[Records from a data collection]
=== Begin Enclosure ===
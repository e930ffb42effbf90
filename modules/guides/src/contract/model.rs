/// CMS-owned guide content. Never persisted locally; fetched per request and
/// filtered in memory.
#[derive(Debug, Clone, PartialEq)]
pub struct Guide {
    pub id: String,
    pub title: String,
    pub slug: String,
    pub summary: Option<String>,
    pub relation: String,
    pub tags: Vec<String>,
    pub help_tags: Vec<String>,
}

/// The personalization answers guide matching runs on.
#[derive(Debug, Clone, PartialEq)]
pub struct Personalization {
    pub relation_to_patient: String,
    pub main_challenges: Vec<String>,
    pub help_needs: Vec<String>,
}
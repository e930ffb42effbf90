//! CLI smoke tests for the memora-server binary: configuration validation,
//! help output, and basic command behavior.

use std::process::{Command, Stdio};
use std::time::Duration;
use tempfile::TempDir;
use tokio::time::timeout;

fn run_memora_server(args: &[&str]) -> std::process::Output {
    Command::new(env!("CARGO_BIN_EXE_memora-server"))
        .args(args)
        .stdout(Stdio::piped())
        .stderr(Stdio::piped())
        .output()
        .expect("Failed to execute memora-server")
}

async fn run_memora_server_with_timeout(
    args: &[&str],
    timeout_duration: Duration,
) -> Result<std::process::Output, Box<dyn std::error::Error>> {
    let mut cmd = tokio::process::Command::new(env!("CARGO_BIN_EXE_memora-server"));
    cmd.args(args)
        .stdout(Stdio::piped())
        .stderr(Stdio::piped())
        .kill_on_drop(true);

    match timeout(timeout_duration, cmd.output()).await {
        Ok(result) => result.map_err(|e| e.into()),
        Err(elapsed) => Err(elapsed.into()),
    }
}

#[test]
fn test_cli_help_command() {
    let output = run_memora_server(&["--help"]);

    assert!(output.status.success(), "Help command should succeed");

    let stdout = String::from_utf8_lossy(&output.stdout);
    assert!(
        stdout.contains("memora-server") || stdout.contains("Memora"),
        "Should contain binary name"
    );
    assert!(
        stdout.contains("Usage:") || stdout.contains("USAGE:"),
        "Should contain usage information"
    );
    assert!(stdout.contains("run"), "Should contain 'run' subcommand");
    assert!(stdout.contains("check"), "Should contain 'check' subcommand");
    assert!(stdout.contains("--config"), "Should mention config option");
}

#[test]
fn test_cli_version_command() {
    let output = run_memora_server(&["--version"]);

    assert!(output.status.success(), "Version command should succeed");

    let stdout = String::from_utf8_lossy(&output.stdout);
    assert!(
        stdout.contains("memora-server"),
        "Should contain binary name"
    );
    assert!(
        stdout.chars().any(|c| c.is_ascii_digit()),
        "Should contain version numbers"
    );
}

#[test]
fn test_cli_invalid_command() {
    let output = run_memora_server(&["invalid-command"]);

    assert!(!output.status.success(), "Invalid command should fail");

    let stderr = String::from_utf8_lossy(&output.stderr);
    assert!(
        stderr.contains("error") || stderr.contains("invalid") || stderr.contains("unexpected"),
        "Should contain error message about invalid command"
    );
}

#[test]
fn test_cli_config_validation_missing_file() {
    let output = run_memora_server(&["--config", "/nonexistent/config.yaml", "check"]);

    assert!(!output.status.success(), "Should fail with missing config");

    let stderr = String::from_utf8_lossy(&output.stderr);
    assert!(
        stderr.contains("not found") || stderr.contains("config") || stderr.contains("file"),
        "Should mention config file issue: {}",
        stderr
    );
}

#[test]
fn test_cli_config_validation_invalid_yaml() {
    let temp_dir = TempDir::new().expect("Failed to create temp dir");
    let config_path = temp_dir.path().join("invalid.yaml");

    std::fs::write(&config_path, "server: [unclosed").expect("Failed to write file");

    let output = run_memora_server(&["--config", config_path.to_str().unwrap(), "check"]);

    assert!(!output.status.success(), "Should fail with invalid YAML");
}

#[test]
fn test_cli_config_validation_unknown_field() {
    let temp_dir = TempDir::new().expect("Failed to create temp dir");
    let config_path = temp_dir.path().join("unknown.yaml");

    std::fs::write(
        &config_path,
        r#"
server:
  port: 8090
  bind_addr: "127.0.0.1:8090"
"#,
    )
    .expect("Failed to write file");

    let output = run_memora_server(&["--config", config_path.to_str().unwrap(), "check"]);

    assert!(!output.status.success(), "Unknown fields should be rejected");
}

#[test]
fn test_cli_config_validation_valid_config() {
    let temp_dir = TempDir::new().expect("Failed to create temp dir");
    let config_path = temp_dir.path().join("valid.yaml");

    let config_content = r#"
server:
  host: "127.0.0.1"
  port: 8090

database:
  url: "sqlite::memory:"

identity:
  base_url: "https://identity.example.com"
  api_key: "id-key"

logging:
  console_level: error
"#;

    std::fs::write(&config_path, config_content).expect("Failed to write config file");

    let output = run_memora_server(&["--config", config_path.to_str().unwrap(), "check"]);

    if !output.status.success() {
        eprintln!("STDERR: {}", String::from_utf8_lossy(&output.stderr));
        eprintln!("STDOUT: {}", String::from_utf8_lossy(&output.stdout));
    }
    assert!(output.status.success(), "Should succeed with valid config");

    let stdout = String::from_utf8_lossy(&output.stdout);
    assert!(
        stdout.contains("valid") || stdout.contains("passed"),
        "Should indicate successful validation: {}",
        stdout
    );
}

#[test]
fn test_cli_check_rejects_invalid_base_url() {
    let temp_dir = TempDir::new().expect("Failed to create temp dir");
    let config_path = temp_dir.path().join("badurl.yaml");

    std::fs::write(
        &config_path,
        r#"
identity:
  base_url: "not a url"
"#,
    )
    .expect("Failed to write config file");

    let output = run_memora_server(&["--config", config_path.to_str().unwrap(), "check"]);

    assert!(!output.status.success(), "Should reject unparseable URLs");

    let stderr = String::from_utf8_lossy(&output.stderr);
    assert!(
        stderr.contains("identity.base_url"),
        "Should name the offending field: {}",
        stderr
    );
}

#[test]
fn test_cli_print_config_exits_before_serving() {
    let output = run_memora_server(&["--print-config"]);

    assert!(output.status.success(), "print-config should succeed");

    let stdout = String::from_utf8_lossy(&output.stdout);
    assert!(stdout.contains("server:"), "Should dump YAML config");
    assert!(stdout.contains("database:"), "Should dump YAML config");
}

#[test]
fn test_cli_config_flag_short_form() {
    let output = run_memora_server(&["-c", "/nonexistent/config.yaml", "check"]);

    assert!(
        !output.status.success(),
        "Should fail with missing config file"
    );
}

#[test]
fn test_cli_subcommand_help() {
    let output = run_memora_server(&["run", "--help"]);
    assert!(output.status.success(), "Run subcommand help should succeed");
    let stdout = String::from_utf8_lossy(&output.stdout);
    assert!(
        stdout.contains("run") || stdout.contains("server"),
        "Should contain information about run command"
    );

    let output = run_memora_server(&["check", "--help"]);
    assert!(
        output.status.success(),
        "Check subcommand help should succeed"
    );
    let stdout = String::from_utf8_lossy(&output.stdout);
    assert!(
        stdout.contains("check") || stdout.contains("onfiguration"),
        "Should contain information about check command"
    );
}

#[tokio::test]
async fn test_cli_run_starts_with_sqlite() {
    let temp_dir = TempDir::new().expect("Failed to create temp dir");
    let config_path = temp_dir.path().join("run.yaml");
    let db_path = temp_dir.path().join("memora-test.db");

    let config_content = format!(
        r#"
server:
  host: "127.0.0.1"
  port: 38091

database:
  url: "sqlite://{}?mode=rwc"

logging:
  console_level: error
"#,
        db_path.to_string_lossy().replace('\\', "/")
    );

    std::fs::write(&config_path, config_content).expect("Failed to write config file");

    let result = run_memora_server_with_timeout(
        &["--config", config_path.to_str().unwrap(), "run"],
        Duration::from_secs(10),
    )
    .await;

    match result {
        // Timeout means the server bound and kept serving.
        Err(err) => assert!(
            err.to_string().contains("elapsed"),
            "Unexpected failure: {}",
            err
        ),
        Ok(output) => {
            // An early exit is only acceptable when it succeeded (e.g. port
            // already in use would fail, which we want to surface).
            assert!(
                output.status.success(),
                "Server exited early with failure:\nSTDOUT: {}\nSTDERR: {}",
                String::from_utf8_lossy(&output.stdout),
                String::from_utf8_lossy(&output.stderr)
            );
        }
    }
}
=== End Enclosure ===
Find the word "nonexistent" in the records. Copy every line it appears in.

* Task answer:
    let output = run_memora_server(&["--config", "/nonexistent/config.yaml", "check"]);
    let output = run_memora_server(&["-c", "/nonexistent/config.yaml", "check"]);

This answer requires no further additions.